• _Exercise_: Extract each line holding the word "cannot" from the entries.

• _Data records_:
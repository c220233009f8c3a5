use colored::*;
use hgota_common::config::Config;
use hgota_common::models::report::ScanReport;
use hgota_common::network::interface::Adapter;
use hgota_common::network::mac;
use pnet::util::MacAddr;

use crate::terminal::colors;

pub type Detail = (String, ColoredString);

pub fn mac_to_detail(key: &str, mac: MacAddr) -> Detail {
    (key.to_string(), mac.to_string().color(colors::MAC_ADDR))
}

pub fn vendor_to_detail(mac: MacAddr) -> Option<Detail> {
    mac::get_vendor(mac).map(|vendor| ("Vendor".to_string(), vendor.color(colors::TEXT_DEFAULT)))
}

pub fn report_to_details(report: &ScanReport, cfg: &Config) -> Vec<Detail> {
    let mut details: Vec<Detail> = vec![mac_to_detail("Device", report.device_mac)];

    if let Some(vendor) = vendor_to_detail(report.device_mac) {
        details.push(vendor);
    }

    details.push(("Adapter".to_string(), report.adapter.normal()));
    details.push(("Version".to_string(), report.version_str().color(colors::VERSION).bold()));
    details.push(("Chip".to_string(), format!("0x{:04x}", report.chip_id).normal()));

    if cfg.quiet == 0 {
        details.push(mac_to_detail("Host", report.host_mac));
        details.push(("Mode".to_string(), report.mode.to_string().normal()));
        details.push(("Rev".to_string(), report.revision.to_string().normal()));
        details.push(("SVN".to_string(), report.svn_version.to_string().normal()));
        details.push(("App".to_string(), report.app_version.to_string().normal()));
        details.push((
            "Status".to_string(),
            format!("type={} status={}", report.subtype, report.status).dimmed(),
        ));
    }

    details
}

pub fn adapter_to_details(adapter: &Adapter) -> Vec<Detail> {
    let mut details: Vec<Detail> = Vec::new();

    if adapter.display_name != adapter.name {
        details.push(("Name".to_string(), adapter.name.normal()));
    }
    details.push(("Index".to_string(), adapter.index.to_string().normal()));

    match adapter.mac {
        Some(mac) => {
            details.push(mac_to_detail("MAC", mac));
            if let Some(vendor) = vendor_to_detail(mac) {
                details.push(vendor);
            }
        }
        None => details.push(("MAC".to_string(), "none".red())),
    }

    details
}

// ╔════════════════════════════════════════════╗
// ║ ████████╗███████╗███████╗████████╗███████╗ ║
// ║ ╚══██╔══╝██╔════╝██╔════╝╚══██╔══╝██╔════╝ ║
// ║    ██║   █████╗  ███████╗   ██║   ███████╗ ║
// ║    ██║   ██╔══╝  ╚════██║   ██║   ╚════██║ ║
// ║    ██║   ███████╗███████║   ██║   ███████║ ║
// ║    ╚═╝   ╚══════╝╚══════╝   ╚═╝   ╚══════╝ ║
// ╚════════════════════════════════════════════╝
use std::time::Duration;

use crate::error::OtaError;

pub const DEFAULT_PROBE_COUNT: u32 = 10;
pub const DEFAULT_PROBE_PERIOD: Duration = Duration::from_millis(10);
pub const DEFAULT_LISTEN_DURATION: Duration = Duration::from_millis(500);
pub const DEFAULT_WARMUP: Duration = Duration::from_millis(100);

pub const DEFAULT_CHUNK_SIZE: usize = 1400;
pub const DEFAULT_ACK_TIMEOUT_SECS: f64 = 0.5;
pub const DEFAULT_RETRIES: u32 = 10;

/// Largest chunk the u16 length field can describe.
pub const MAX_CHUNK_SIZE: usize = u16::MAX as usize;

/// Front-end settings shared by every command.
#[derive(Debug, Clone, Default)]
pub struct Config {
    /// 0 prints everything, 1 drops headers, 2 prints results only.
    pub quiet: u8,
}

/// Timing of one discovery pass.
#[derive(Debug, Clone)]
pub struct ScanConfig {
    pub probe_count: u32,
    pub probe_period: Duration,
    /// Wall-clock listen window, measured from the start of the adapter scan.
    pub listen_duration: Duration,
    /// Delay before the first probe so the listener is already capturing.
    pub warmup: Duration,
}

impl Default for ScanConfig {
    fn default() -> Self {
        Self {
            probe_count: DEFAULT_PROBE_COUNT,
            probe_period: DEFAULT_PROBE_PERIOD,
            listen_duration: DEFAULT_LISTEN_DURATION,
            warmup: DEFAULT_WARMUP,
        }
    }
}

/// How an inbound ack is matched against the chunk that was sent.
#[derive(Debug, Clone, Copy, PartialEq, Eq, Default)]
pub enum AckPolicy {
    /// Any well-formed ack from the device counts.
    #[default]
    Lenient,
    /// Offset, total, length, checksum, image id and first word must all match.
    Strict,
}

/// Parameters of one OTA session.
#[derive(Debug, Clone)]
pub struct FlashConfig {
    pub chunk_size: usize,
    /// Offset increment after an acknowledged chunk. `None` means `chunk_size`.
    pub step: Option<usize>,
    pub timeout_secs: f64,
    /// Attempts per chunk, the first send included.
    pub retries: u32,
    pub ack_policy: AckPolicy,
}

impl Default for FlashConfig {
    fn default() -> Self {
        Self {
            chunk_size: DEFAULT_CHUNK_SIZE,
            step: None,
            timeout_secs: DEFAULT_ACK_TIMEOUT_SECS,
            retries: DEFAULT_RETRIES,
            ack_policy: AckPolicy::default(),
        }
    }
}

impl FlashConfig {
    pub fn step(&self) -> usize {
        self.step.unwrap_or(self.chunk_size)
    }

    /// Per-attempt ack wait. Fails for values a [`Duration`] cannot hold.
    pub fn timeout(&self) -> Result<Duration, OtaError> {
        Duration::try_from_secs_f64(self.timeout_secs)
            .map_err(|_| OtaError::format(format!("timeout {}s out of range", self.timeout_secs)))
    }

    /// Rejects values the transfer loop cannot work with.
    pub fn validate(&self) -> Result<(), OtaError> {
        if self.chunk_size < 2 {
            return Err(OtaError::format("chunk must be >= 2"));
        }
        if self.chunk_size > MAX_CHUNK_SIZE {
            return Err(OtaError::format(format!(
                "chunk must be <= {MAX_CHUNK_SIZE}"
            )));
        }
        if self.retries < 1 {
            return Err(OtaError::format("retries must be >= 1"));
        }
        // NaN fails this comparison too
        if !(self.timeout_secs > 0.0) || !self.timeout_secs.is_finite() {
            return Err(OtaError::format("timeout must be > 0"));
        }
        self.timeout()?;
        let step = self.step();
        if step == 0 || step > self.chunk_size {
            return Err(OtaError::format(format!(
                "step must be within 1..={}",
                self.chunk_size
            )));
        }
        Ok(())
    }
}

// ╔════════════════════════════════════════════╗
// ║ ████████╗███████╗███████╗████████╗███████╗ ║
// ║ ╚══██╔══╝██╔════╝██╔════╝╚══██╔══╝██╔════╝ ║
// ║    ██║   █████╗  ███████╗   ██║   ███████╗ ║
// ║    ██║   ██╔══╝  ╚════██║   ██║   ╚════██║ ║
// ║    ██║   ███████╗███████║   ██║   ███████║ ║
// ║    ╚═╝   ╚══════╝╚══════╝   ╚═╝   ╚══════╝ ║
// ╚════════════════════════════════════════════╝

• _Finished task_:
    /// Per-attempt ack wait. Fails for values a [`Duration`] cannot hold.
    /// Rejects values the transfer loop cannot work with.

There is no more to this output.